**What needs to be done:**
Below are the records. Gather each line that holds "SyncConfig".

[Stored dataset items]
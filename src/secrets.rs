//! Secrets are mirrored only while a pod or an ingress references them.

use std::sync::Arc;

use k8s_openapi::api::{
	core::v1::{Pod, Secret},
	networking::v1::Ingress,
};

use crate::{
	config::{SyncConfig, INGRESSES},
	engine::SyncEngine,
	events::EventRecorder,
	extract::{KeyScope, PathExtractor},
	index::{DependencyIndex, Indexer},
	router::ChangeRouter,
	store::ObjectStore,
	translate::{MetadataTranslator, Translator},
	ResourceRef, Result,
};

pub const PODS: &str = "pods";

/// Event reporter of warnings attached to virtual secrets
pub const COMPONENT: &str = "secret-syncer";

const SERVICE_ACCOUNT_TOKEN: &str = "kubernetes.io/service-account-token";
const OPAQUE: &str = "Opaque";

const POD_CONTAINER_LISTS: &[&str] = &["containers", "initContainers", "ephemeralContainers"];

const POD_VOLUME_PATHS: &[&str] = &[
	".spec.volumes[*].secret.secretName",
	".spec.volumes[*].projected.sources[*].secret.name",
	".spec.volumes[*].csi.nodePublishSecretRef.name",
	".spec.imagePullSecrets[*].name",
];

const INGRESS_TLS_PATHS: &[&str] = &[".spec.tls[*].secretName"];

/// Annotations of ingress-nginx, may point to other namespace
const INGRESS_ANNOTATION_PATHS: &[&str] = &[
	".metadata.annotations.\"nginx.ingress.kubernetes.io/auth-secret\"",
	".metadata.annotations.\"nginx.ingress.kubernetes.io/auth-tls-secret\"",
];

pub fn pod_secret_extractor() -> Result<PathExtractor<Pod>> {
	let container_paths = POD_CONTAINER_LISTS
		.iter()
		.flat_map(|list| {
			[
				format!(".spec.{}[*].env[*].valueFrom.secretKeyRef.name", list),
				format!(".spec.{}[*].envFrom[*].secretRef.name", list),
			]
		})
		.collect::<Vec<_>>();
	PathExtractor::new(PODS)
		.fields(POD_VOLUME_PATHS.iter().copied(), KeyScope::Local)?
		.fields(container_paths.iter().map(String::as_str), KeyScope::Local)
}

pub fn ingress_secret_extractor() -> Result<PathExtractor<Ingress>> {
	PathExtractor::new(INGRESSES)
		.fields(INGRESS_TLS_PATHS.iter().copied(), KeyScope::Local)?
		.fields(INGRESS_ANNOTATION_PATHS.iter().copied(), KeyScope::Qualified)
}

/// Secret translation, on top of identity rewriting
#[derive(Clone, Debug)]
pub struct SecretTranslator {
	metadata: MetadataTranslator,
}

impl SecretTranslator {
	pub fn new(config: &SyncConfig) -> Self {
		Self {
			metadata: MetadataTranslator::new(config),
		}
	}

	pub fn metadata(&self) -> &MetadataTranslator {
		&self.metadata
	}
}

impl Translator<Secret> for SecretTranslator {
	fn translate(&self, virtual_obj: &Secret) -> Result<Secret> {
		let mut secret: Secret = self.metadata.setup_metadata(virtual_obj)?;
		// token is only valid for identity of virtual service account
		if secret.type_.as_deref() == Some(SERVICE_ACCOUNT_TOKEN) {
			secret.type_ = Some(OPAQUE.to_owned());
		}
		Ok(secret)
	}

	fn physical_ref(&self, virtual_ref: &ResourceRef) -> Result<ResourceRef> {
		Translator::<Secret>::physical_ref(&self.metadata, virtual_ref)
	}

	fn virtual_ref(&self, physical: &Secret) -> Option<ResourceRef> {
		self.metadata.origin_of(physical)
	}
}

pub type SecretSyncer = SyncEngine<Secret, SecretTranslator>;

/// Dependency index of secrets, with routers feeding it
pub struct SecretDependencies {
	pub index: Arc<DependencyIndex>,
	pub pods: ChangeRouter<PathExtractor<Pod>>,
	/// `None` when ingresses are disabled
	pub ingresses: Option<ChangeRouter<PathExtractor<Ingress>>>,
}

pub fn dependencies(config: &SyncConfig) -> Result<SecretDependencies> {
	let mut index = DependencyIndex::new();
	let pods = ChangeRouter::new(Indexer::new(pod_secret_extractor()?, &mut index));
	let ingresses = if config.include_ingresses {
		Some(ChangeRouter::new(Indexer::new(
			ingress_secret_extractor()?,
			&mut index,
		)))
	} else {
		log::info!("ingresses are disabled, not tracking their secrets");
		None
	};
	Ok(SecretDependencies {
		index: Arc::new(index),
		pods,
		ingresses,
	})
}

pub fn secret_syncer(
	config: &SyncConfig,
	index: Arc<DependencyIndex>,
	virtual_store: Arc<dyn ObjectStore<Secret>>,
	physical_store: Arc<dyn ObjectStore<Secret>>,
	recorder: Arc<dyn EventRecorder>,
) -> SecretSyncer {
	SyncEngine::new(
		"secret",
		SecretTranslator::new(config),
		index,
		virtual_store,
		physical_store,
		recorder,
	)
	.with_retry_delay(config.retry_delay)
}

**Exercise answer:**
	config::{SyncConfig, INGRESSES},
	pub fn new(config: &SyncConfig) -> Self {
pub fn dependencies(config: &SyncConfig) -> Result<SecretDependencies> {
	config: &SyncConfig,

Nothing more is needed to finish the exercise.